Although these may be countenanced in a family context, they’re seriously unacceptable in business, especially when they involve key personnel, and get in the way of completing important tasks.

Solution

Face Reality:  Find courage and be honest.  This is the first, and by far the most important response required.  It’s also one of the hardest things a parent can be asked to do, as a parent – especially those who usually consider themselves “bulletproof”.  Parents are often extremely reluctant to accept that one of their adult children has a mental health problem.  But, when a family member’s poor behaviours are having serious impacts on others, on the family, and/or on the business, somebody has to own the problem and help to initiate a solution.

If the misbehaving individual has suffered genuine emotional trauma, they almost certainly can’t, and most certainly won’t, fix the problem by themselves.

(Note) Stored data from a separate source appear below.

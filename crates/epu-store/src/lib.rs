pub mod error;
pub mod events;
pub mod memory;
pub mod redb_store;
pub mod store;

pub use error::StoreError;
pub use events::AuditEvent;
pub use memory::InMemoryStore;
pub use redb_store::RedbStore;
pub use store::StateStore;
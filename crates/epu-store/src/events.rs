use chrono::{DateTime, Utc};
use epu_domain::{DomainId, InstanceState, LaunchId, NodeId};
use serde::{Deserialize, Serialize};

/// Durable audit trail of state transitions, used for operator visibility
/// and for recovery diagnostics. Not consulted by the Provisioner's own
/// logic — the node/launch records are the source of truth — but every
/// transition the Provisioner makes is expected to append one of these.
#[derive(Debug, Clone, Serialize, Deserialize)]
#[serde(tag = "kind")]
pub enum AuditEvent {
    NodeStateChanged {
        node_id: NodeId,
        launch_id: LaunchId,
        from: InstanceState,
        to: InstanceState,
        at: DateTime<Utc>,
    },
    LaunchStateChanged {
        launch_id: LaunchId,
        at: DateTime<Utc>,
    },
    DomainCreated {
        domain_id: DomainId,
        at: DateTime<Utc>,
    },
    DomainRemoved {
        domain_id: DomainId,
        at: DateTime<Utc>,
    },
}

impl AuditEvent {
    pub fn launch_id(&self) -> Option<&LaunchId> {
        match self {
            AuditEvent::NodeStateChanged { launch_id, .. } => Some(launch_id),
            AuditEvent::LaunchStateChanged { launch_id, .. } => Some(launch_id),
            _ => None,
        }
    }

    pub fn node_id(&self) -> Option<&NodeId> {
        match self {
            AuditEvent::NodeStateChanged { node_id, .. } => Some(node_id),
            _ => None,
        }
    }
}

It’s not about you.  Don’t allow personal guilt, embarrassment, or an excess of protectionism to hide reality and get in the way of the required response – failing to address bad behaviours in adults only reinforces those behaviours, much as it does in small children.  Unless the trauma reverses itself, which is highly unlikely, extended acquiescence to bad behaviours turns them into entrenched, and seemingly accepted, bad habits.  Then they’re even harder to change.

Get expert help (1) – Medical/Psych.  You’re dealing with a medical (mental health) condition that requires medical, or at least behavioural expertise, preferably from an experienced, objective, external professional whose sympathies won’t be stirred, and whose judgement won’t be affected, by relationship considerations.

Get expert help (2) – Business Skills.  You may also be dealing with a situation exacerbated by the family member’s lack of training, experience, skills, or confidence.  In addition to therapeutic measures, consider engaging an executive coach to address skills needs, in parallel with whatever work is to be done on the mental health front.

Diagnose and prescribe, in context.  Because there’s a business involved, we’re not able to apply ordinary therapeutic methodologies or timeframes, as that could extend to “rest of life” care.

From the outset, the diagnosis must consider business, as well as patient needs, if the family member has a significant role in the business, or significant influence over decisions that affect the business.  This may require a decision such as:  “if we can’t enable Flossie to participate constructively in business activities within say, 3 months, we will apply normal HR procedures to terminate her employment.  We will then support her “rehabilitation” as a private, family-driven project.” 

Future Inclusion.  If Flossie recovers well enough to return to the business at some future time, she should be welcome to apply to return, in some suitable capacity,   according to the standard rules for family employment.  In the meantime, the business can get on with being a business to generate income for the family to fund its efforts to deal with things like Flossie’s illness, and other issues.